Keep to one stretch of the data below, the lines from the one with "price in USDT" up to and including the one with "override last changed", and return that stretch exactly.
[[ Data for processing open ]]
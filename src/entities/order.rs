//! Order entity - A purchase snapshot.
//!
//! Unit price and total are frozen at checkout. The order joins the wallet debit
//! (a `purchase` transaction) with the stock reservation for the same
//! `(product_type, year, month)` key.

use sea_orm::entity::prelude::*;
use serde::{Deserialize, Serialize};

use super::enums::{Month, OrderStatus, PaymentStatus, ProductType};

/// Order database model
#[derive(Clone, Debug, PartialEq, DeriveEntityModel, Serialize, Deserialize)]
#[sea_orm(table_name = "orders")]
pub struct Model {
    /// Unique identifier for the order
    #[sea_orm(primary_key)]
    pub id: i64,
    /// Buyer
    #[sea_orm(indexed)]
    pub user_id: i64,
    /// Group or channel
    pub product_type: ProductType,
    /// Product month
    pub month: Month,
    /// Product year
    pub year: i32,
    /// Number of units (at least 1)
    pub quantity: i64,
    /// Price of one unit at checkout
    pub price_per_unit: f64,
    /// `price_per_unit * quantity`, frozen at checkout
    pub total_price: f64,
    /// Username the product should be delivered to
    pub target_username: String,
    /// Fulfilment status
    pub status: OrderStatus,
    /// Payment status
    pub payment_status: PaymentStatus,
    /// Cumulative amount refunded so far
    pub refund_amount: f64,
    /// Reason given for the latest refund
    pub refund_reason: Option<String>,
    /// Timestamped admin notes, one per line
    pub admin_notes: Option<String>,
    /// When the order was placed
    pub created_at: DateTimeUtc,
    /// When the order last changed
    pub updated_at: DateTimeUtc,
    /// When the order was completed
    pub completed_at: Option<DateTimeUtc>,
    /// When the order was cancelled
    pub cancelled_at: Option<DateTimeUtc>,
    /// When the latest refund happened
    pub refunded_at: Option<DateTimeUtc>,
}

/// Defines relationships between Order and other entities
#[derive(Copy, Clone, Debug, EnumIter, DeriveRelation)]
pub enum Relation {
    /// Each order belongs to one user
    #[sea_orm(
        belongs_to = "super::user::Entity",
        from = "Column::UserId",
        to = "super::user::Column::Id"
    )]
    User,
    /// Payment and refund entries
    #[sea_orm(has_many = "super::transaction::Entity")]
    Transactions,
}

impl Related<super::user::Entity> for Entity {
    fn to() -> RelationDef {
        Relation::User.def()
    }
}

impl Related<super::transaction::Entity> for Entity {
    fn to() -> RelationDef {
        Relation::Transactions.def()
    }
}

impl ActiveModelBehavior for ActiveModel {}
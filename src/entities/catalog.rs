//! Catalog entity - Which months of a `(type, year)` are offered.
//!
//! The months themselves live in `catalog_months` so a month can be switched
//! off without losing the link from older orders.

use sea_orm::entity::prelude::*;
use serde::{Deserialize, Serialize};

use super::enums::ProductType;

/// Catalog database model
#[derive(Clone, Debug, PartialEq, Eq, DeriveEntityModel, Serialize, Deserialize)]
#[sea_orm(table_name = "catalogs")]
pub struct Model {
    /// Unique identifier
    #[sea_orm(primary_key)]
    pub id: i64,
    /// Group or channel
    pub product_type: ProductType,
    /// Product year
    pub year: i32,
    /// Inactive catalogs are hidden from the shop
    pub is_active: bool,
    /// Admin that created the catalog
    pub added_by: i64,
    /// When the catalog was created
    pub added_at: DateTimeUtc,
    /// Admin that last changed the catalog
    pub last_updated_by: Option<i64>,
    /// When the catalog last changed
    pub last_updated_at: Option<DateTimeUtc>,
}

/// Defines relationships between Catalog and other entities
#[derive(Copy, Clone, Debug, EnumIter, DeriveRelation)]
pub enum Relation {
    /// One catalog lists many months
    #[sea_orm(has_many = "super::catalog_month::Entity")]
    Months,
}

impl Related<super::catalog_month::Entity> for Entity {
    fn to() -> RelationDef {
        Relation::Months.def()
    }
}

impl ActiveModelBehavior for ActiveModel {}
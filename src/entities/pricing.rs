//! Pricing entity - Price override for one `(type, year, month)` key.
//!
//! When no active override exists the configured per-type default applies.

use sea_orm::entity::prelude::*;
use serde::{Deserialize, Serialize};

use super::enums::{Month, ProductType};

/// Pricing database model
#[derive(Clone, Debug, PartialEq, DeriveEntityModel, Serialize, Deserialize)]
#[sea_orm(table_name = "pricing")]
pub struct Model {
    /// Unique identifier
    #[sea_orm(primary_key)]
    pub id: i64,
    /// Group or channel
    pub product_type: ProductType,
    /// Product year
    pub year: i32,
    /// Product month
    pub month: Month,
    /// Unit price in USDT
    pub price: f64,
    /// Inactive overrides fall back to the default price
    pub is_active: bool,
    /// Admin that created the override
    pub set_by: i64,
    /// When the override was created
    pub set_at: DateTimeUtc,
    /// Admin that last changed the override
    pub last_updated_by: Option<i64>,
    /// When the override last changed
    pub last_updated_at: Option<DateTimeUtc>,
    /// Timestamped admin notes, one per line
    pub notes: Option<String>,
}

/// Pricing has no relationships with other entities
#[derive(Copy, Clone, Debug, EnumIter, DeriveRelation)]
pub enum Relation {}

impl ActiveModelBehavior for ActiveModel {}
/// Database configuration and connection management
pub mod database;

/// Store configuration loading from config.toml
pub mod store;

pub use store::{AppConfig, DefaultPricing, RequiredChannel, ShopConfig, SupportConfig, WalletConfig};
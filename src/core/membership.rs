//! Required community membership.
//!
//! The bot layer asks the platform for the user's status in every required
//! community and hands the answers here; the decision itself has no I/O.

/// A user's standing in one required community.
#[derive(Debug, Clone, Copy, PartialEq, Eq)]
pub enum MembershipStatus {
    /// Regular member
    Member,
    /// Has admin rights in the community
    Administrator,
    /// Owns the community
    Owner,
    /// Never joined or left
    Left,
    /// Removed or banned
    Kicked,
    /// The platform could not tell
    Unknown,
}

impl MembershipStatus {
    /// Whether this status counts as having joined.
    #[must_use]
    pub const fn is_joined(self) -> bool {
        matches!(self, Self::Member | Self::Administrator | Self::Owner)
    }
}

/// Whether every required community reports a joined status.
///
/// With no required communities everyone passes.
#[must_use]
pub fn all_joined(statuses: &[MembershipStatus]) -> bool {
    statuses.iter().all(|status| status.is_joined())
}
[[ Data for processing closed ]]
[[ Data for processing open ]]
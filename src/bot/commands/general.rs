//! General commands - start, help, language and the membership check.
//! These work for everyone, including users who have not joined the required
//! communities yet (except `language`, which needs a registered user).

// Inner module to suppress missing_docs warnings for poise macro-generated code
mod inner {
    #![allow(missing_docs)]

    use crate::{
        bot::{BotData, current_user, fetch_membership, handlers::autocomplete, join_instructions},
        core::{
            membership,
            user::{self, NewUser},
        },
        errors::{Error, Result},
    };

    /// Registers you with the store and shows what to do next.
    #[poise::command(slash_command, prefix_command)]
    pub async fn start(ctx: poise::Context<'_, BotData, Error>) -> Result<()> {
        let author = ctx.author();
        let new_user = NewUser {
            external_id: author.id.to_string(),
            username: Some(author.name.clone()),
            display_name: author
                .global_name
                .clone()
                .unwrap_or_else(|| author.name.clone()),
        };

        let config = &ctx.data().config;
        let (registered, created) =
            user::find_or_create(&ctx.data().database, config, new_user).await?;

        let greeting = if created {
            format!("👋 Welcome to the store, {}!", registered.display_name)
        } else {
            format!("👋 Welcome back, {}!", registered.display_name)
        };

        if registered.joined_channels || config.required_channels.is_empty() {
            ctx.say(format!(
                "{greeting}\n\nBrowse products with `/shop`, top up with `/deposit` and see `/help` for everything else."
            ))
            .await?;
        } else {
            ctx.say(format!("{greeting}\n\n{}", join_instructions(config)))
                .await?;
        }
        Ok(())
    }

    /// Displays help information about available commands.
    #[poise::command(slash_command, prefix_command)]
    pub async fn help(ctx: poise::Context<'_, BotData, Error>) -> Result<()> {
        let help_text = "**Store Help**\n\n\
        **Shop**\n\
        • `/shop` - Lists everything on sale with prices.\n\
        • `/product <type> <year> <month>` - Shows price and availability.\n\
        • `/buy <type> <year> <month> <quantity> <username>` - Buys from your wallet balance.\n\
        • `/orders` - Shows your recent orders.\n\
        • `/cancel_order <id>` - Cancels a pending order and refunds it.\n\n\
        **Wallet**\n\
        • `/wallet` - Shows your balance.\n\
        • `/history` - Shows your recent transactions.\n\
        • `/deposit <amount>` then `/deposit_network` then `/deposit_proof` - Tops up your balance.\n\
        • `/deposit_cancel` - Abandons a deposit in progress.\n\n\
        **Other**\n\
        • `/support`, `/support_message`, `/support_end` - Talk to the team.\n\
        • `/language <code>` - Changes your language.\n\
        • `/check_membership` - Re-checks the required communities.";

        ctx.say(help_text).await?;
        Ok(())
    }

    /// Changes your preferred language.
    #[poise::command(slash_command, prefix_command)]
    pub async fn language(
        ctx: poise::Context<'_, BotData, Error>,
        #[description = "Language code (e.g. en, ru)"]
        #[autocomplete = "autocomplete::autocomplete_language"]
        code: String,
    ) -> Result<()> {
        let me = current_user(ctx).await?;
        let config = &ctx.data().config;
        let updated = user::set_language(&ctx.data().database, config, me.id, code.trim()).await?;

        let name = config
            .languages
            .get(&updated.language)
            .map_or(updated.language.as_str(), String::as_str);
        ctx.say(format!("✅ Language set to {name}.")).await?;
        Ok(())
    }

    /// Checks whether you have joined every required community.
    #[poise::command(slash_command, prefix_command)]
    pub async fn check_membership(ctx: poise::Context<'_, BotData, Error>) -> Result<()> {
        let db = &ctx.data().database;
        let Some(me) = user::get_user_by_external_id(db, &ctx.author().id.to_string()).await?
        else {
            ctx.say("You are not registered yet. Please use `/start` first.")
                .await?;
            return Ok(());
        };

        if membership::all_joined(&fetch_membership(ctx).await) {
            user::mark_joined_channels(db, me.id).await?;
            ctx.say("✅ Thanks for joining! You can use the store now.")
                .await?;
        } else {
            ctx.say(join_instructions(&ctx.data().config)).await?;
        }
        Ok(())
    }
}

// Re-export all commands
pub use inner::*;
[[ Data for processing closed ]]
▶ [Exercise answer]:
    /// Unit price in USDT
    pub price: f64,
    /// Inactive overrides fall back to the default price
    pub is_active: bool,
    /// Admin that created the override
    pub set_by: i64,
    /// When the override was created
    pub set_at: DateTimeUtc,
    /// Admin that last changed the override
    pub last_updated_by: Option<i64>,
    /// When the override last changed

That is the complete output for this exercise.